Type to search

Fitness Well-being



By Bernadette Fallon

Studies show that the average Briton spends more than seven-and-half years of their lifetime feeling tired – that’s more than twenty hours per week! It doesn’t have to be like that. Try our top tips to beat fatigue and boost your energy – while having fun and staying healthy

Find the right exercise for you

It’s true, the endorphins released during exercise will give you a powerful energy boost, but you don’t need to put yourself through a wringer to benefit. If you hate the gym but love being outdoors, add a brisk walk into your daily routine or go for a jog at lunchtime. If you’re a social butterfly, give solitary exercise a miss and join a dance class. Or find a partner and take up tennis, badminton or squash. The NHS recommends taking 150 minutes of exercise a week so make it enjoyable, not a chore!

Change your diet

Maintaining a healthy weight is key to boosting energy levels, as medical research links obesity to increased daytime sleepiness and fatigue. Beware quick ‘pick-me-ups’, such as sugar and caffeine, which will give you a fast fake boost, followed by a slump. Instead, tuck into ‘mood supporting’ foods, such as oily fish, nuts, seeds, fruit and vegetables, which are rich in vitamins, minerals and proteins that will boost energy. Add plenty of whole grain and fibre to your diet and eat food in season, which is rich in nutrients. 

Take supplements

According to national surveys, 1 in 5 people in the UK have low vitamin D levels, which can lead to softening of the bones, rickets, falls and poor muscle strength.
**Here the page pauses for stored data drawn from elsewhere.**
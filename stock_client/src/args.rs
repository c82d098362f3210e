//! Command-line arguments for the table client.
//!
//! This module defines the CLI interface using `clap`. See `main` for end-to-end usage.
use clap::Parser;
use stock_common::net::{DEFAULT_LIMIT, DEFAULT_PORT, addr};

use crate::model::debounce::DEBOUNCE_MS;
use crate::model::viewport::{OVERSCAN, ROW_HEIGHT, VIEWPORT_HEIGHT};

/// Parsed command-line arguments.
#[derive(Debug, Parser)]
#[command(version, about, long_about = None)]
pub struct Args {
    /// Base URL of the stock query server.
    #[clap(long, env = "STOCKS_SERVER", default_value_t = format!("http://{}", addr("127.0.0.1", DEFAULT_PORT)))]
    pub server: String,

    /// Rows requested per page.
    #[clap(long, default_value_t = DEFAULT_LIMIT)]
    pub page_size: usize,

    /// Height of the scroll container.
    #[clap(long, default_value_t = VIEWPORT_HEIGHT)]
    pub viewport_height: f64,

    /// Estimated height of one row.
    #[clap(long, default_value_t = ROW_HEIGHT)]
    pub row_height: f64,

    /// Rows materialized beyond each edge of the viewport.
    #[clap(long, default_value_t = OVERSCAN)]
    pub overscan: usize,

    /// Quiet period before a typed filter is sent, in milliseconds.
    #[clap(long, default_value_t = DEBOUNCE_MS)]
    pub debounce_ms: u64,

    /// Timeout of a single page request, in seconds.
    #[clap(long, default_value_t = 30)]
    pub request_timeout_secs: u64,
}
A lack of vitamin D is also associated with fatigue and exhaustion. Given our climate, it’s not always possible for our bodies to make enough vitamin D from sunlight in the winter months (and sometimes even in summer!), so an over-the-counter supplement from a pharmacy or health store is a good solution. You could also add vitamin D rich foods such as oily fish, eggs, fortified cereals and spreads to your diet.

Get creative

Anxiety and stress are well-documented sources of fatigue and finding a new hobby might just be the answer. Over three-quarters of respondents to the recent Great British Creativity survey of 50,000 people said that creativity helped them block out stress and anxiety, and results showed that the brain blocks our negative emotions when we’re being creative. Crafts, including knitting, painting, woodwork and pottery, are the most popular creative pastimes in Britain, followed by playing music, singing, gardening reading, cooking and writing. It might just be time to take up that new hobby you’ve been thinking about.

Have fun

Research shows that positive social interactions are critical for our health and well-being, as they can boost our immune systems and decrease feelings of depression, which cause mood slumps and low energy. So it’s important to make an effort to spend time with people who make you feel happy. Arrange fun activities for evenings or weekends, plan a walk in the park or encourage a friend to sign up for a dance or exercise class with you. In fact, just making time to grab a cup of tea with somebody during the day for a quick chat can boost your energy levels.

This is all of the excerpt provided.